Okay, dose adjustments likely needed.
Finally, with such a complex treatment plan involving MAT, pain control, maybe adjunctive meds, how do we track if it's actually working?
How do we monitor progress?
We need a systematic way to check in.
The chapter mentions a useful framework, often called the 5As of analgesia monitoring.
The 5As, okay, what are they?
First is analgesia.
Simply, how well is the pain controlled?
Using pain scales, asking about relief.
Makes sense, a number one.
Second is adverse reactions.
Are they experiencing side effects?
Common things like constipation, nausea, sedation, need monitoring and management.
Okay, side effects, that's two.
Third is aberrant behaviors.
Are there any signs of medication misuse?
Things like asking for early refills, losing prescriptions, using illicit substances, getting drugs from others.
Watching for misuse signals, three.
Fourth is activity or activities of daily living.
Has the patient's function improved?
Are they able to do more work, socialize, take care of themselves?
That's a key goal.
Function, number four.
And fifth is effect.
How is the pain and the treatment impacting their mood and mental health?
Assessing for depression, anxiety, overall well -being.
Mood and mental state, got it.
Analgesia, adverse reactions, aberrant behaviors, activity, effect.
The five A's, that's a really helpful framework.
It provides a structured way to evaluate the overall effectiveness and safety of the pain plan beyond just the pain score.
So pulling this all together, what's the big clinical takeaway for someone managing pain in an OUD patient?
I think the most crucial point is that non -opioid medications and strategies are always your first line for mild to moderate pain.
You want to avoid opioids if possible.
But when you do need to use the MAD agents themselves, buprenorphine or methadone for concurrent pain management,
remember that the standard once daily OUD maintenance dosing is not enough for pain control.
The key dosing point.
Yes, you absolutely must divide the total daily dose and give it two, three, maybe even four times a day to cover that shorter duration of analgesic effect.
Critical difference.
And this all hinges on really intensive patient education.

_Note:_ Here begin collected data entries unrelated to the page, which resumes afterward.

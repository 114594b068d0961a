use thiserror::Error;

/// Errors that are reported when the input to an automaton construction is malformed. All of
/// them are detected before any state is created, so no partially built automaton is ever
/// observable.
#[allow(missing_docs)]
#[derive(Error, Debug, Clone, PartialEq, Eq)]
pub enum ConfigError {
    #[error("row {row} of the reflection table has {len} entries but the rank is {rank}")]
    RaggedTable { row: usize, len: usize, rank: usize },
    #[error("reflection table has {roots} roots, but the {rank} simple roots must come first")]
    TooFewRoots { roots: usize, rank: usize },
    #[error("reflection table maps root {root} under generator {generator} to {target}, but there are only {roots} roots")]
    RootOutOfRange {
        root: usize,
        generator: usize,
        target: usize,
        roots: usize,
    },
    #[error("reflection table has rank {table} but an automaton of rank {requested} was requested")]
    RankMismatch { table: usize, requested: usize },
    #[error("unknown automaton type \"{0}\", must be \"reduced\" or \"shortlex\"")]
    UnsupportedMode(String),
    #[error("coxeter matrix must be square, but row {row} has {len} entries instead of {size}")]
    NotSquare { row: usize, len: usize, size: usize },
    #[error("coxeter matrix has entry {value} on the diagonal at position {index}, expected 1")]
    Diagonal { index: usize, value: u32 },
    #[error("coxeter matrix is not symmetric at ({row}, {col})")]
    NotSymmetric { row: usize, col: usize },
    #[error("mirror order {value} at ({row}, {col}) is invalid, orders must be at least 2")]
    InvalidOrder { row: usize, col: usize, value: u32 },
    #[error("a coxeter diagram needs n(n-1)/2 entries, {0} is not a triangular number")]
    DiagramLength(usize),
    #[error("mirror angle {numerator}/{denominator} is not a valid fraction")]
    InvalidAngle { numerator: u32, denominator: u32 },
    #[error("enumeration of minimal roots exceeded the limit of {0} roots")]
    TooManyRoots(usize),
}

What specifically do patients need to know?
They need crystal clear instructions on how to take the medication correctly, especially if the dosing schedule is complex.
They need to know what side effects to watch for and report.
And crucially, given the ongoing risks, every patient receiving opioid therapy, including Matt, should be strongly encouraged to have naloxone, the opioid reversal agent available in their household.
Naloxone rescue kits.
Exactly.
And not just had it, but make sure family members or housemates know where it is and how to use it in an emergency.
That education piece is vital.
Absolutely vital.
This has been incredibly helpful in navigating such a complex area.
Here's a final thought maybe for you, the listener, to reflect on as you integrate all this.
Thinking about buprenorphine with its partial agonism and ceiling effect safety versus methadone, the full agonist with its potency, but also that QTC risk.
Can you picture a specific clinical scenario?
Maybe an older patient, lots of heart issues, but severe chronic pain.
What factors in that scenario would really push you towards recommending one agent over the other, trying to balance that tightrope of pain control,
managing risks and preventing relapse?
That's the kind of critical thinking these situations demand every day.
An essential question.
Definitely something that you want.
Thanks so much for diving deep with us today.
My pleasure.
We'll catch you on the next deep dive.